* _Supplied data_
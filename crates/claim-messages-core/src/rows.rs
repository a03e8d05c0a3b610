use crate::model::{ClaimDetail, MessageRow, ValidationMessage};

/// Join one validation message with the display fields of its claim.
///
/// `claim` is [`ClaimDetail::default`] for submission-level messages and for
/// claims that could not be resolved, in which case every claim field on the
/// row is empty.
#[must_use]
pub fn to_row(message: &ValidationMessage, claim: &ClaimDetail) -> MessageRow {
    MessageRow {
        submission_reference: message.submission_id,
        claim_reference: message.claim_id,
        ufn: claim.unique_file_number.clone(),
        ucn: claim.unique_client_number.clone(),
        client: client_display_name(claim),
        client_forename: claim.client_forename.clone(),
        client_surname: claim.client_surname.clone(),
        client_2_forename: claim.client_2_forename.clone(),
        client_2_surname: claim.client_2_surname.clone(),
        client_2_ucn: claim.client_2_ucn.clone(),
        crime_matter_type_code: claim.crime_matter_type_code.clone(),
        message: message.display_message.clone(),
        message_type: message.message_type,
    }
}

/// Full client name, preferring the primary client and falling back to the second client.
#[must_use]
pub fn client_display_name(claim: &ClaimDetail) -> Option<String> {
    let primary = (claim.client_forename.as_deref(), claim.client_surname.as_deref());
    let secondary = (claim.client_2_forename.as_deref(), claim.client_2_surname.as_deref());

    [primary, secondary]
        .into_iter()
        .find(|(forename, surname)| !is_blank(*forename) || !is_blank(*surname))
        .map(|(forename, surname)| {
            format!("{} {}", forename.unwrap_or_default(), surname.unwrap_or_default())
                .trim()
                .to_string()
        })
}

fn is_blank(value: Option<&str>) -> bool {
    value.filter(|value| !value.trim().is_empty()).is_none()
}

* _Work instruction_
Repeat the listing above line by line, exactly as written.

* _Result of this exercise_
filename crates/claim-messages-core/src/rows.rs
repository a03e8d05c0a3b610
use crate::model::{ClaimDetail, MessageRow, ValidationMessage};

/// Join one validation message with the display fields of its claim.
///
/// `claim` is [`ClaimDetail::default`] for submission-level messages and for
/// claims that could not be resolved, in which case every claim field on the
/// row is empty.
#[must_use]
pub fn to_row(message: &ValidationMessage, claim: &ClaimDetail) -> MessageRow {
    MessageRow {
        submission_reference: message.submission_id,
        claim_reference: message.claim_id,
        ufn: claim.unique_file_number.clone(),
        ucn: claim.unique_client_number.clone(),
        client: client_display_name(claim),
        client_forename: claim.client_forename.clone(),
        client_surname: claim.client_surname.clone(),
        client_2_forename: claim.client_2_forename.clone(),
        client_2_surname: claim.client_2_surname.clone(),
        client_2_ucn: claim.client_2_ucn.clone(),
        crime_matter_type_code: claim.crime_matter_type_code.clone(),
        message: message.display_message.clone(),
        message_type: message.message_type,
    }
}

/// Full client name, preferring the primary client and falling back to the second client.
#[must_use]
pub fn client_display_name(claim: &ClaimDetail) -> Option<String> {
    let primary = (claim.client_forename.as_deref(), claim.client_surname.as_deref());
    let secondary = (claim.client_2_forename.as_deref(), claim.client_2_surname.as_deref());

    [primary, secondary]
        .into_iter()
        .find(|(forename, surname)| !is_blank(*forename) || !is_blank(*surname))
        .map(|(forename, surname)| {
            format!("{} {}", forename.unwrap_or_default(), surname.unwrap_or_default())
                .trim()
                .to_string()
        })
}

fn is_blank(value: Option<&str>) -> bool {
    value.filter(|value| !value.trim().is_empty()).is_none()
}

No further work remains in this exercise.